Critical Thinking
Critical thinking is a key skill for learning. It’s the difference between blindly absorbing and internalizing every idea you consume, and understanding and evaluating information for truthfulness and relevance.
Worldview: Objective detachment
Part of learning is changing your mind as you encounter new information that perhaps challenges your knowledge or beliefs. This isn’t possible if you’re so attached to what you think you know that you aren’t willing to hear, read, or incorporate new information.
The key is a mental framework around ideas that allows them to be fluid, adaptable, and a little bit detached. Maybe you were pretty confident that you had the solution to a problem at work, but then you heard another person’s perspective and it made you rethink your idea. Maybe you considered another perspective but ultimately decided that the original solution was still the best solution for the situation and the moment in time.

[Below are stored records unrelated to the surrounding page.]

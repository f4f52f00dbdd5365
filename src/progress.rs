//! Progress reporting utilities

use indicatif::{ProgressBar, ProgressStyle};

/// Progress reporter for a comparison run
#[derive(Debug)]
pub struct ProgressReporter {
    rows_pb: Option<ProgressBar>,
    total_rows: u64,
    show_progress: bool,
}

impl ProgressReporter {
    /// Create progress reporter for a compare over `total_rows` rows
    pub fn new_for_compare(total_rows: u64) -> Self {
        Self {
            rows_pb: None,
            total_rows,
            show_progress: true,
        }
    }

    /// Create minimal progress reporter (no progress bars)
    pub fn new_minimal() -> Self {
        Self {
            rows_pb: None,
            total_rows: 0,
            show_progress: false,
        }
    }

    /// Lazily create the rows progress bar when needed
    fn ensure_rows_pb(&mut self) {
        if self.show_progress && self.rows_pb.is_none() {
            self.rows_pb = Some(create_progress_bar(self.total_rows, "Matching rows"));
        }
    }

    /// Update row progress
    pub fn update_rows(&mut self, processed: u64) {
        self.ensure_rows_pb();
        if let Some(pb) = &self.rows_pb {
            pb.set_position(processed);
        }
    }

    /// Finish row processing
    pub fn finish_rows(&mut self, message: &str) {
        if let Some(pb) = self.rows_pb.take() {
            pb.finish_with_message(message.to_string());
        }
    }
}

impl Drop for ProgressReporter {
    fn drop(&mut self) {
        // Ensure the bar is cleaned up silently
        if let Some(pb) = self.rows_pb.take() {
            pb.finish_and_clear();
        }
    }
}

/// Create a progress bar with known total
fn create_progress_bar(total: u64, message: &str) -> ProgressBar {
    let pb = ProgressBar::new(total);
    pb.set_style(
        ProgressStyle::default_bar()
            .template("{spinner:.green} [{elapsed_precise}] [{bar:40.cyan/blue}] {pos:>7}/{len:7} ({per_sec}) {eta} {msg}")
            .expect("Invalid progress template")
            .progress_chars("#>-"),
    );
    pb.set_message(message.to_string());
    pb
}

The outcome of which solution was implemented is almost irrelevant. What matters is the willingness to be objective about ideas and hold them loosely enough that they can change and evolve.
Behavior: Evaluating sources for bias
The flip side of this worldview in which ideas are malleable is that not all information is created equal. It’s important to consider the source of information when determining if or how to allow it to change your ideas.
Bias in sources is a research principle that I have interpreted more broadly to apply to non-fact ideas as well. In this framework, bias has different forms and different levels of impact depending on the context of the information. The presence of bias does not inherently discredit a source.
To better illustrate this, I present two extreme examples on opposite ends of this spectrum. On the harmful and discrediting end, we have the bias of oil companies pushing lies about climate change. On the just-something-to-consider end, we have the bias of someone encouraging others to join them for pre-dawn workouts because of their own positive personal experience and perhaps their desire for company.
If it’s facts that we’re discussing, evaluation of sources and consideration of bias is crucially important.
Ask questions like:
Does the source have the qualifications and credibility to be distributing the information in question?
Does the source have other motives or agendas that could be influencing what and how they communicate?
Would the source benefit from you accepting what they are saying as fact?
What are the stakes if you misjudge the source?
In the case of learning facts, you risk incorporating factually incorrect information into your body of knowledge. This has negative consequences if you then act or advise others to act based on this incorrect information.
In the case of less objective realms, like personal philosophies or preferences, multiple schools of thought can coexist. Rather than objective right or wrong, these kinds of ideas can be right for some people and wrong for others. Maybe something works for your friend, but you try it and it doesn’t work for you.
In these grayer areas, you can ask those questions in a softer way. It’s more about taking into consideration what experiences may have shaped the source’s worldview. In this context, you’re looking for bias to determine if or how the information or ideas are relevant to you.
You can try:
Does the source have first hand experience with the topic?
Is the source someone or something you want to be learning from?
Does the source align with your values?